For fans of: The Wu and their offshoots, MF DOOM, J Dilla, Pete Rock, Kool Keith, and New York hip-hop from back in the proverbial day.
I really did not want to check out this album. For one thing, I fucking hate cocaine. Really. I hate how it has this image of being a party drug, when really it turns people into boring assholes who just want to hang out in someone’s kitchen all night snorting and talking rapid-fire gibberish. I just….ugh. No.
Also, before I listened to Fishscale, I was not feeling Ghostface. His nasally, weirdo flow got on my nerves, and try as I might, I just could not get into him on Raekwon’s "Only Built for Cuban Linx." So I had no intentions of listening to this until someone gave me a copy to check out, and goddamn, I’m converted.
First off, the dude can rap. He really can. Listening to Ghostface spit made me realize just how many half-assed rappers put out records. He’s quick, he’s effortless, he’s an amazing storyteller, he comes up with crazy slang, and he is fucking out there. He’s got the Bellevue freakiness of Kool Keith, and yet still has that grimey New York gangsta vibe to him. He may have a dedicated legion of white indie-kid followers, but Ghost is still 100% from the streets of Shaolin. We just appreciate talent when we hear it, is all.
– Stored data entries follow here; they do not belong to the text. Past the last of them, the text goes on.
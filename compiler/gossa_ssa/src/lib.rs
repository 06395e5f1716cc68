//! SSA form for Go packages.
//!
//! [`build_program`] lowers a typed [`gossa_ast::Package`] into a
//! [`Program`] of SSA [`Function`]s:
//!
//! - every declaration with a body, plus the synthetic package initializer
//! - function literals as closures over heap cells
//! - generic functions and methods once per distinct type-argument list,
//!   on demand
//!
//! Building never aborts. Problems (bad labels, unsupported constructs,
//! sanity-check failures) come back as diagnostics next to a complete
//! program in which the offending construct panics when executed.
//!
//! # Modules
//!
//! - [`ir`]: the IR itself
//! - `build`: AST → SSA lowering with on-the-fly φ placement
//! - [`printer`]: textual listings
//! - [`sanity`]: structural checks over built functions

mod build;
pub mod ir;
pub mod printer;
pub mod sanity;

use gossa_cfg::{DefaultOracle, MayReturn};

pub use build::{build_program, BuildOutput};
pub use ir::{
    Block, BlockId, BoundTarget, Callee, FnId, Function, GlobalInfo, Instr, MethodImpl, Program,
    SelectDir, SelectState, Synthetic, Terminator, VarId,
};
pub use printer::{format_function, format_instr, format_program};

/// Builder options.
pub struct BuildConfig {
    /// Run [`sanity::check`] over every built function.
    pub sanity_check: bool,
    /// Decides which calls end their block.
    pub oracle: Box<dyn MayReturn>,
}

impl Default for BuildConfig {
    fn default() -> Self {
        BuildConfig {
            sanity_check: cfg!(debug_assertions),
            oracle: Box::new(DefaultOracle),
        }
    }
}

impl BuildConfig {
    #[must_use]
    pub fn with_sanity_check(mut self, on: bool) -> Self {
        self.sanity_check = on;
        self
    }

    #[must_use]
    pub fn with_oracle(mut self, oracle: impl MayReturn + 'static) -> Self {
        self.oracle = Box::new(oracle);
        self
    }
}
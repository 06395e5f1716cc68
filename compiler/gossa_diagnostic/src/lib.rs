//! Structured diagnostics for the build-time phases.
//!
//! The CFG utility and the SSA builder never abort on malformed control flow.
//! They record a [`Diagnostic`] and keep going, so a caller always receives a
//! complete (possibly partially dead) graph together with the list of
//! problems found while building it.
//!
//! - Error codes for searchability
//! - Primary span (where it went wrong)
//! - Context labels and notes

mod diagnostic;
mod error_code;
pub mod queue;

pub use diagnostic::{
    break_outside, continue_outside, duplicate_label, invalid_branch_label, invalid_ssa, malformed,
    misplaced_fallthrough, undefined_label, unsupported, Diagnostic, Label,
};
pub use error_code::ErrorCode;
pub use queue::{DiagnosticConfig, DiagnosticQueue};
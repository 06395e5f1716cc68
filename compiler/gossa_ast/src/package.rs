//! The unit handed over by the front end.

use gossa_ir::{FuncId, GlobalId, LocalId, Name, Span};
use gossa_types::Idx;

use crate::{Expr, ExprId, Stmt, StmtId};

/// A local variable: parameter, named result, or variable declared in a
/// function body. Local ids are unique across the package, so a local
/// belongs to exactly one function or function literal.
#[derive(Copy, Clone, Debug, PartialEq)]
pub struct LocalDecl {
    pub name: Name,
    pub ty: Idx,
    pub span: Span,
}

/// A package-level variable.
#[derive(Copy, Clone, Debug, PartialEq)]
pub struct GlobalDecl {
    pub name: Name,
    pub ty: Idx,
    pub span: Span,
}

/// Method receiver.
#[derive(Copy, Clone, Debug, PartialEq)]
pub struct Receiver {
    /// `None` for an unnamed or blank receiver.
    pub local: Option<LocalId>,
    /// `T` or `*T`; for methods of generic types, `T` is the template
    /// applied to the method's own type parameters.
    pub ty: Idx,
}

/// A function or method declaration.
#[derive(Clone, Debug, PartialEq)]
pub struct FuncDecl {
    pub id: FuncId,
    pub name: Name,
    pub recv: Option<Receiver>,
    /// Type parameters; for methods of generic types, the receiver's.
    pub type_params: Vec<Idx>,
    /// Signature without receiver.
    pub sig: Idx,
    pub params: Vec<Option<LocalId>>,
    pub results: Vec<Option<LocalId>>,
    /// `None` for declarations without a body.
    pub body: Option<Vec<StmtId>>,
    pub span: Span,
}

impl FuncDecl {
    pub fn is_generic(&self) -> bool {
        !self.type_params.is_empty()
    }

    /// Has at least one named result.
    pub fn has_named_results(&self) -> bool {
        self.results.iter().any(Option::is_some)
    }
}

/// A package-level `var` initializer, in initialization order.
#[derive(Clone, Debug, PartialEq)]
pub struct VarInit {
    pub lhs: Vec<Option<GlobalId>>,
    pub rhs: Vec<ExprId>,
}

/// A type-checked package.
#[derive(Clone, Debug, Default)]
pub struct Package {
    pub name: Name,
    pub exprs: Vec<Expr>,
    pub stmts: Vec<Stmt>,
    pub locals: Vec<LocalDecl>,
    pub globals: Vec<GlobalDecl>,
    pub funcs: Vec<FuncDecl>,
    /// Already sorted in dependency order by the front end.
    pub var_inits: Vec<VarInit>,
    /// User `init` functions in source order.
    pub inits: Vec<FuncId>,
    pub main: Option<FuncId>,
}

impl Package {
    #[inline]
    pub fn expr(&self, id: ExprId) -> &Expr {
        &self.exprs[id.index()]
    }

    #[inline]
    pub fn stmt(&self, id: StmtId) -> &Stmt {
        &self.stmts[id.index()]
    }

    #[inline]
    pub fn local(&self, id: LocalId) -> &LocalDecl {
        &self.locals[id.index()]
    }

    #[inline]
    pub fn global(&self, id: GlobalId) -> &GlobalDecl {
        &self.globals[id.index()]
    }

    #[inline]
    pub fn func(&self, id: FuncId) -> &FuncDecl {
        &self.funcs[id.index()]
    }

    /// Find a top-level function by name.
    pub fn func_by_name(&self, name: Name) -> Option<&FuncDecl> {
        self.funcs
            .iter()
            .find(|f| f.name == name && f.recv.is_none())
    }
}
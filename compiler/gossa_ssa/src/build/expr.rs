//! Expression lowering.

use gossa_ast::{CompositeKey, ExprId, ExprKind};
use gossa_diagnostic::malformed;
use gossa_ir::{ensure_sufficient_stack, BinaryOp, ConstValue, GlobalId, LocalId, Name};
use gossa_types::{Idx, Tag};

use super::call::MethodCallee;
use super::lower::FnLowerer;
use crate::ir::{BoundTarget, Instr, VarId};

/// An assignable location.
#[derive(Copy, Clone, Debug)]
pub(super) enum LValue {
    Blank,
    Local(LocalId),
    /// Pointer to a value of type `ty`.
    Addr { addr: VarId, ty: Idx },
    MapEntry { map: VarId, key: VarId, ty: Idx },
}
//! Destination for program output.
//!
//! Everything an interpreted program prints (`fmt.Print*`, the `print` and
//! `println` builtins) goes through one handler:
//! - stdout for command-line runs
//! - an in-memory buffer for tests and embedders that inspect the output
//! - nowhere, for runs whose output is irrelevant
//!
//! Enum dispatch keeps the hot path free of vtable calls.

use std::io::Write as _;
use std::sync::Arc;

use parking_lot::Mutex;

/// Writes straight to the process's stdout.
#[derive(Default)]
pub struct StdoutPrintHandler;

impl StdoutPrintHandler {
    pub fn write(&self, text: &str) {
        let mut out = std::io::stdout().lock();
        // A closed stdout is not the program's problem.
        let _ = out.write_all(text.as_bytes());
    }

    pub fn flush(&self) {
        let _ = std::io::stdout().lock().flush();
    }
}

/// Captures output in memory.
pub struct BufferPrintHandler {
    buffer: Mutex<String>,
}

impl BufferPrintHandler {
    pub fn new() -> Self {
        BufferPrintHandler {
            buffer: Mutex::new(String::new()),
        }
    }

    pub fn write(&self, text: &str) {
        self.buffer.lock().push_str(text);
    }

    /// Everything written so far.
    pub fn get_output(&self) -> String {
        self.buffer.lock().clone()
    }

    pub fn clear(&self) {
        self.buffer.lock().clear();
    }
}

impl Default for BufferPrintHandler {
    fn default() -> Self {
        Self::new()
    }
}

pub enum PrintHandlerImpl {
    Stdout(StdoutPrintHandler),
    Buffer(BufferPrintHandler),
    /// Discards everything.
    Silent,
}

impl PrintHandlerImpl {
    /// Write `text` verbatim; callers supply their own newlines.
    pub fn write(&self, text: &str) {
        match self {
            Self::Stdout(h) => h.write(text),
            Self::Buffer(h) => h.write(text),
            Self::Silent => {}
        }
    }

    /// Write `text` followed by a newline.
    pub fn writeln(&self, text: &str) {
        self.write(text);
        self.write("\n");
    }

    /// Captured output; empty for handlers that do not capture.
    pub fn get_output(&self) -> String {
        match self {
            Self::Buffer(h) => h.get_output(),
            Self::Stdout(_) | Self::Silent => String::new(),
        }
    }

    pub fn clear(&self) {
        if let Self::Buffer(h) = self {
            h.clear();
        }
    }

    /// Push buffered bytes to their destination at the end of a run.
    pub fn flush(&self) {
        if let Self::Stdout(h) = self {
            h.flush();
        }
    }
}

/// Handler shared between an execution and whoever inspects its output.
pub type SharedPrintHandler = Arc<PrintHandlerImpl>;

pub fn stdout_handler() -> SharedPrintHandler {
    Arc::new(PrintHandlerImpl::Stdout(StdoutPrintHandler))
}

pub fn buffer_handler() -> SharedPrintHandler {
    Arc::new(PrintHandlerImpl::Buffer(BufferPrintHandler::new()))
}

pub fn silent_handler() -> SharedPrintHandler {
    Arc::new(PrintHandlerImpl::Silent)
}

#[cfg(test)]
mod tests;
use gossa_ast::{AstBuilder, Builtin};
use gossa_ir::StringInterner;
use gossa_ssa::{build_program, BuildConfig};
use gossa_types::Idx;
use pretty_assertions::assert_eq;

use super::*;
use crate::print_handler::silent_handler;

fn outcome(exit_code: i32, panics: Vec<PanicRecord>, fatal: Option<Fatal>) -> Outcome {
    Outcome {
        exit_code,
        panics,
        fatal,
        output: String::new(),
    }
}

#[test]
fn default_config() {
    let config = InterpreterConfig::default();
    assert!(!config.trace);
    assert_eq!(config.max_depth, DEFAULT_MAX_DEPTH);
    assert_eq!(config.seed, 0);
    assert_eq!(config.step_budget, None);
}

#[test]
fn clean_exit_has_no_failure() {
    let o = outcome(0, Vec::new(), None);
    assert!(o.success());
    assert_eq!(o.failure(), None);
}

#[test]
fn os_exit_code_is_not_a_failure_message() {
    let o = outcome(3, Vec::new(), None);
    assert!(!o.success());
    assert_eq!(o.failure(), None);
}

#[test]
fn panic_chain_lists_superseded_panics() {
    let o = outcome(
        2,
        vec![
            PanicRecord {
                message: "first".into(),
                recovered: true,
            },
            PanicRecord {
                message: "second".into(),
                recovered: false,
            },
        ],
        None,
    );
    assert_eq!(
        o.failure().as_deref(),
        Some("panic: first [recovered]\n\tpanic: second")
    );
}

#[test]
fn fatal_error_message() {
    let o = outcome(2, Vec::new(), Some(Fatal::Deadlock));
    assert_eq!(
        o.failure().as_deref(),
        Some("fatal error: all goroutines are asleep - deadlock!")
    );
}

#[test]
fn min_without_operands_is_an_error_not_a_panic() {
    let interner = StringInterner::shared();
    let mut pool = Pool::with_interner(interner.clone());
    let pkg = AstBuilder::new("main", interner).finish();
    let out = build_program(&pkg, &mut pool, &BuildConfig::default());
    let mut exec = InterpreterBuilder::new(&out.program, &pool)
        .print_handler(silent_handler())
        .build();
    let mut g = exec.new_goroutine();
    for b in [Builtin::Min, Builtin::Max] {
        assert!(exec.builtin(&mut g, b, &[], &[], Idx::INT).is_err());
    }
}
I haven’t checked out his last two records, so I don’t know how Fishscale compares to them. I can say that it is not unlike Supreme Clientele, and is not nearly as dark and menacing as Ironman. It shares Supreme Clientele’s more soulful production, slightly lighter vibe, and incessant skits. Not that it is about birds and flowers and shit; as the album title suggests, on Fishscale Ghost returns to rhyming about dealing and doing cocaine (for those like myself who are ignorant in the ways of Charlie, fishscale is a particularly pure type of cocaine). However, this is miles away from Juelz Santana, Fifty Cent, or even "Built For Cuban Linx". Ghost approaches dealing as a veteran, fully aware of how fucked up it is. On "Big Girl", he starts out partying with two cokeheads he just sold to, and ends up advising them to get off the blow, go back to school and make something of themselves. On "Shakey Dog" he describes a deal gone wrong sort of like an updated "NY State of Mind". Throughout it all he is both bragging and commenting on how wrong it all is.
Not all of the songs are about drugs; "Whip You With A Strap" is a plea for parents to beat their kids more; "Momma" is a heartfelt tribute to his mother; and "Underwater" is just out there. There are also some brilliant guest appearances, particularly on the "Be Easy" with Ice Cube, and "9 Milli Brothers", which has all of the Wu-Tang (even ODB) rhyming over a very Wu-worthy beat. The only real downers on the album were some of the skits, which get obnoxious after a while, and the last song, a "duet" with the Notorious B.I.G. that didn't make it onto his newest album. Still, there is enough great stuff on this album to make a few slip ups forgivable. After all,what hip-hop album doesn't have filler?
The one real bummer about this album is it hasn't sold nearly as well as Def Jam wanted it to. I don't think it's even near gold at this point, and they are practically giving it away - you can find copies selling new for less than ten bucks. Personally, I don't think selling 250,000 albums is bad at all, and maybe it's unrealistic for every artist to expect to go platinum, especially given how fickle and trend-oriented listeners are. I think hip-hop is starting to suffer from it's blockbuster mentality in the same way the movie industry is - artists are concentrating more on appealing to as wide an audience as possible, rather than on making good music, and we end up with records that sell based on singles, but will be absolutely useless five years down the line.
"Fishscale" is a brilliant record by one of rap's unsung heroes. Please do yourself and Mr. Coles a favor and buy a copy or two.